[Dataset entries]
#####

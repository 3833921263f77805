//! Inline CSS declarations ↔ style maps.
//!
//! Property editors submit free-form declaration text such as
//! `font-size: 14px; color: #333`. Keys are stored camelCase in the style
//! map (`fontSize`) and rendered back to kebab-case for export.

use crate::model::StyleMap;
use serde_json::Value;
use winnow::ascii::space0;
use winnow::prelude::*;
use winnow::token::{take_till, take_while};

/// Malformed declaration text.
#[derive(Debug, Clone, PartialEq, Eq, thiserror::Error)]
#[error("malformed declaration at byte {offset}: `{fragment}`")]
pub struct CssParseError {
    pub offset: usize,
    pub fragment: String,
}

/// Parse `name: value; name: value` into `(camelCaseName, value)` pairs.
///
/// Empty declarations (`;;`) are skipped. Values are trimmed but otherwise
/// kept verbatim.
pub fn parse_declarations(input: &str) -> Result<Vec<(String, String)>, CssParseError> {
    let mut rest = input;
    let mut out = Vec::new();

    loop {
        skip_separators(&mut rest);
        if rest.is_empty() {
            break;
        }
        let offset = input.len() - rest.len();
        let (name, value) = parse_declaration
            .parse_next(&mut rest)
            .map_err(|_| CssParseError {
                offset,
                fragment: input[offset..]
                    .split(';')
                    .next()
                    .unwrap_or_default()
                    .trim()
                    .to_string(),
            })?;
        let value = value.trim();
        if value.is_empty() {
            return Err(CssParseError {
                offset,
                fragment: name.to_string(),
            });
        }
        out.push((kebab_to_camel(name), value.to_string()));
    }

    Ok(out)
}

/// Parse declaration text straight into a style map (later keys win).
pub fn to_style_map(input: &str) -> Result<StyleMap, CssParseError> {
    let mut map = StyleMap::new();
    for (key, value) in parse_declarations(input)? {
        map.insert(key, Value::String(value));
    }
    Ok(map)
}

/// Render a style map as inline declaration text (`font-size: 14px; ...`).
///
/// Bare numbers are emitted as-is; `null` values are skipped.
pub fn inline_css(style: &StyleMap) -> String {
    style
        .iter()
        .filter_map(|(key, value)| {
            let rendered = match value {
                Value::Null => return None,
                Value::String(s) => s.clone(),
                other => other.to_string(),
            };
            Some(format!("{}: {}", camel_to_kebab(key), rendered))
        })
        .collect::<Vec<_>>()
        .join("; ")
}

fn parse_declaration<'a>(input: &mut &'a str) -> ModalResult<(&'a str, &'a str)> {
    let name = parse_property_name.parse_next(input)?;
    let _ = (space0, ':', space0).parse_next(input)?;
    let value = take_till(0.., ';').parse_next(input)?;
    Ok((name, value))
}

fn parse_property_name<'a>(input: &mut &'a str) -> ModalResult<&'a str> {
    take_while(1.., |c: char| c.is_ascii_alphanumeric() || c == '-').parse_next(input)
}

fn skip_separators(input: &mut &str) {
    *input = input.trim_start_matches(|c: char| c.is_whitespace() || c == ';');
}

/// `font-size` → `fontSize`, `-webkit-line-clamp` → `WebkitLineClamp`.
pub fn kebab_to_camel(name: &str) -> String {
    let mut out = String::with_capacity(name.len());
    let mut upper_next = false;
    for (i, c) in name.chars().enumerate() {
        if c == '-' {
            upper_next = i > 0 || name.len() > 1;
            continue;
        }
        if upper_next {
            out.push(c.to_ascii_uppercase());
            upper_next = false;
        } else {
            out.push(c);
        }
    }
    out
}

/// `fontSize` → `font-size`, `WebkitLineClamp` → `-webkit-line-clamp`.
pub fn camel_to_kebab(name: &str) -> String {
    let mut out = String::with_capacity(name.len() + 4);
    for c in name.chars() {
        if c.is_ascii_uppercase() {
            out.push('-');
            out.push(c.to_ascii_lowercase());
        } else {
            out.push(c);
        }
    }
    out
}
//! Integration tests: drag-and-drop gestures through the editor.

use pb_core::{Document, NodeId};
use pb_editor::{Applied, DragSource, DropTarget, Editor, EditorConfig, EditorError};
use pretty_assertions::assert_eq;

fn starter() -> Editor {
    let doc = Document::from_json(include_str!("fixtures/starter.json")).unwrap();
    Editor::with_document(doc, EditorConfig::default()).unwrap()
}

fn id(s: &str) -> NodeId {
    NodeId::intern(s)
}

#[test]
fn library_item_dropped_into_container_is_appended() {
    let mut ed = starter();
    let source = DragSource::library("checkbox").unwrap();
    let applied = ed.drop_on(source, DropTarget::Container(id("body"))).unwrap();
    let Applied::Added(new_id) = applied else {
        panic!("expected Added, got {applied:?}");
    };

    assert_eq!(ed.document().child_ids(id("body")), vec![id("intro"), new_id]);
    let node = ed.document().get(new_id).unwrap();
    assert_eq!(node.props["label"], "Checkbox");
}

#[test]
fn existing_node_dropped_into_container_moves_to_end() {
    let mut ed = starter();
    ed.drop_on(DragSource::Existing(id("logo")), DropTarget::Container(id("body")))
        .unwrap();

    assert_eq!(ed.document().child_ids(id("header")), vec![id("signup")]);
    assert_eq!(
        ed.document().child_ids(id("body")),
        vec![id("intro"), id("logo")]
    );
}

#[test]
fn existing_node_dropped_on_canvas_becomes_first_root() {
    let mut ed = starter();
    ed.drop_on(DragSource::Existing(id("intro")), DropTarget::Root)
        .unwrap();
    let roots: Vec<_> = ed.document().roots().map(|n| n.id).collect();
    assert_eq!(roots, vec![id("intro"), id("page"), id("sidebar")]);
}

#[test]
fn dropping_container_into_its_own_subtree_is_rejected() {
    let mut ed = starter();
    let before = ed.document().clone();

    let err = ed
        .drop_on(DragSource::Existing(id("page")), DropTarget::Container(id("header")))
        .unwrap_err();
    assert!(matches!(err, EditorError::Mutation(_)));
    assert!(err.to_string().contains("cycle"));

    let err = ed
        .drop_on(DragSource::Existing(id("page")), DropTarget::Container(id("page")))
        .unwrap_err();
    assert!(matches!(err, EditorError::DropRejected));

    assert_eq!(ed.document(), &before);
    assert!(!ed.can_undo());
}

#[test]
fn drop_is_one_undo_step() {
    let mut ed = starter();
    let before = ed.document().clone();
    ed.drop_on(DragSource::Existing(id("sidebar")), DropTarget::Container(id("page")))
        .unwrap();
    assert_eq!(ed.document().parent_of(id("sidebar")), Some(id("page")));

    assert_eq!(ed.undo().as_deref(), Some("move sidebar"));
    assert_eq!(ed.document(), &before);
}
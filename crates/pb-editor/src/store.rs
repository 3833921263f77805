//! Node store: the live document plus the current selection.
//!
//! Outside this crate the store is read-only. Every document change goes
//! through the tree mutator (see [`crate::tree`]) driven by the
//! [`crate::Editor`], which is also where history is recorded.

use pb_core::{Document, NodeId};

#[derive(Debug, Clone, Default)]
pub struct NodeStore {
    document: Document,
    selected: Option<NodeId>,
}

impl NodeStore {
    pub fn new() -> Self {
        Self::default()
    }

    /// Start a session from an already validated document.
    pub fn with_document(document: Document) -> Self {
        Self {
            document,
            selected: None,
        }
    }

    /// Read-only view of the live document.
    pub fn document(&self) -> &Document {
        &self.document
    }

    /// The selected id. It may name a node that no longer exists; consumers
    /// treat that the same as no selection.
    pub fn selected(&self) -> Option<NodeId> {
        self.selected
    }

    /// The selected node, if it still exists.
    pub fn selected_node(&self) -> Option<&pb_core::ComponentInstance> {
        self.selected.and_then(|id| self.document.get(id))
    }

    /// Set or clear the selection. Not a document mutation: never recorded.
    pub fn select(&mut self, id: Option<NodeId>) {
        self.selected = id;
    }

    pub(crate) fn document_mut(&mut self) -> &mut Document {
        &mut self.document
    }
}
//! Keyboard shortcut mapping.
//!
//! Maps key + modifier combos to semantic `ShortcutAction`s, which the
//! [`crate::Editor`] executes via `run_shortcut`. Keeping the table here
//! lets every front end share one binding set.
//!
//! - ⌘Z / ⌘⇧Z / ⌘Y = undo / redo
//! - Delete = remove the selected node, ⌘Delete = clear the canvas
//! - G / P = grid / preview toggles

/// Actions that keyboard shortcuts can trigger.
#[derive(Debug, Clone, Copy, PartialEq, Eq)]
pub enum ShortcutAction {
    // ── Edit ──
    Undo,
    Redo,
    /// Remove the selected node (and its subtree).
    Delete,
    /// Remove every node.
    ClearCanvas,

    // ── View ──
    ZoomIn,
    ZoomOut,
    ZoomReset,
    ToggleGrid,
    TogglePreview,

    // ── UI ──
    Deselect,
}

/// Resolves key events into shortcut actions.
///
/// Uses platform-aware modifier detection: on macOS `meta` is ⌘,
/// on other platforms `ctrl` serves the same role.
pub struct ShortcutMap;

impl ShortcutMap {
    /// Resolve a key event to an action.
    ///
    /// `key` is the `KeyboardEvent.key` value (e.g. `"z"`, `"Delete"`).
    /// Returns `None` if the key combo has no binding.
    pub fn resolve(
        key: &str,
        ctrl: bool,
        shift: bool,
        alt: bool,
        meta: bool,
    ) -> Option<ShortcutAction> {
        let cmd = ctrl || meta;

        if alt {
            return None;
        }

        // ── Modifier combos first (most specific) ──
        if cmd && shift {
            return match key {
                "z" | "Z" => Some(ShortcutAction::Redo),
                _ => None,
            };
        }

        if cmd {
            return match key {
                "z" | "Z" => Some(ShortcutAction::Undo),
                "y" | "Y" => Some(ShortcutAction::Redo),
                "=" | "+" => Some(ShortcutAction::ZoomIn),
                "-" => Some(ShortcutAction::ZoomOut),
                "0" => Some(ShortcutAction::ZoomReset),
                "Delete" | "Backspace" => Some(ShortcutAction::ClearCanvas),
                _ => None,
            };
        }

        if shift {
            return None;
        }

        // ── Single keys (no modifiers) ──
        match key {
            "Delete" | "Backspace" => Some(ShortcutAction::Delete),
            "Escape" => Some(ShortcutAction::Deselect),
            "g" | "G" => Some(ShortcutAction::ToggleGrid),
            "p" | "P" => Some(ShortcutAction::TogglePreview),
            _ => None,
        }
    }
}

#####

* REQUIRED ACTION *
All lines above between those holding "upper_next = i" and "pub fn camel_to_kebab(name: &str)", inclusive, must be set down unchanged, and no other line may be included.

* EXERCISE ANSWER *
            upper_next = i > 0 || name.len() > 1;
            continue;
        }
        if upper_next {
            out.push(c.to_ascii_uppercase());
            upper_next = false;
        } else {
            out.push(c);
        }
    }
    out
}

/// `fontSize` → `font-size`, `WebkitLineClamp` → `-webkit-line-clamp`.
pub fn camel_to_kebab(name: &str) -> String {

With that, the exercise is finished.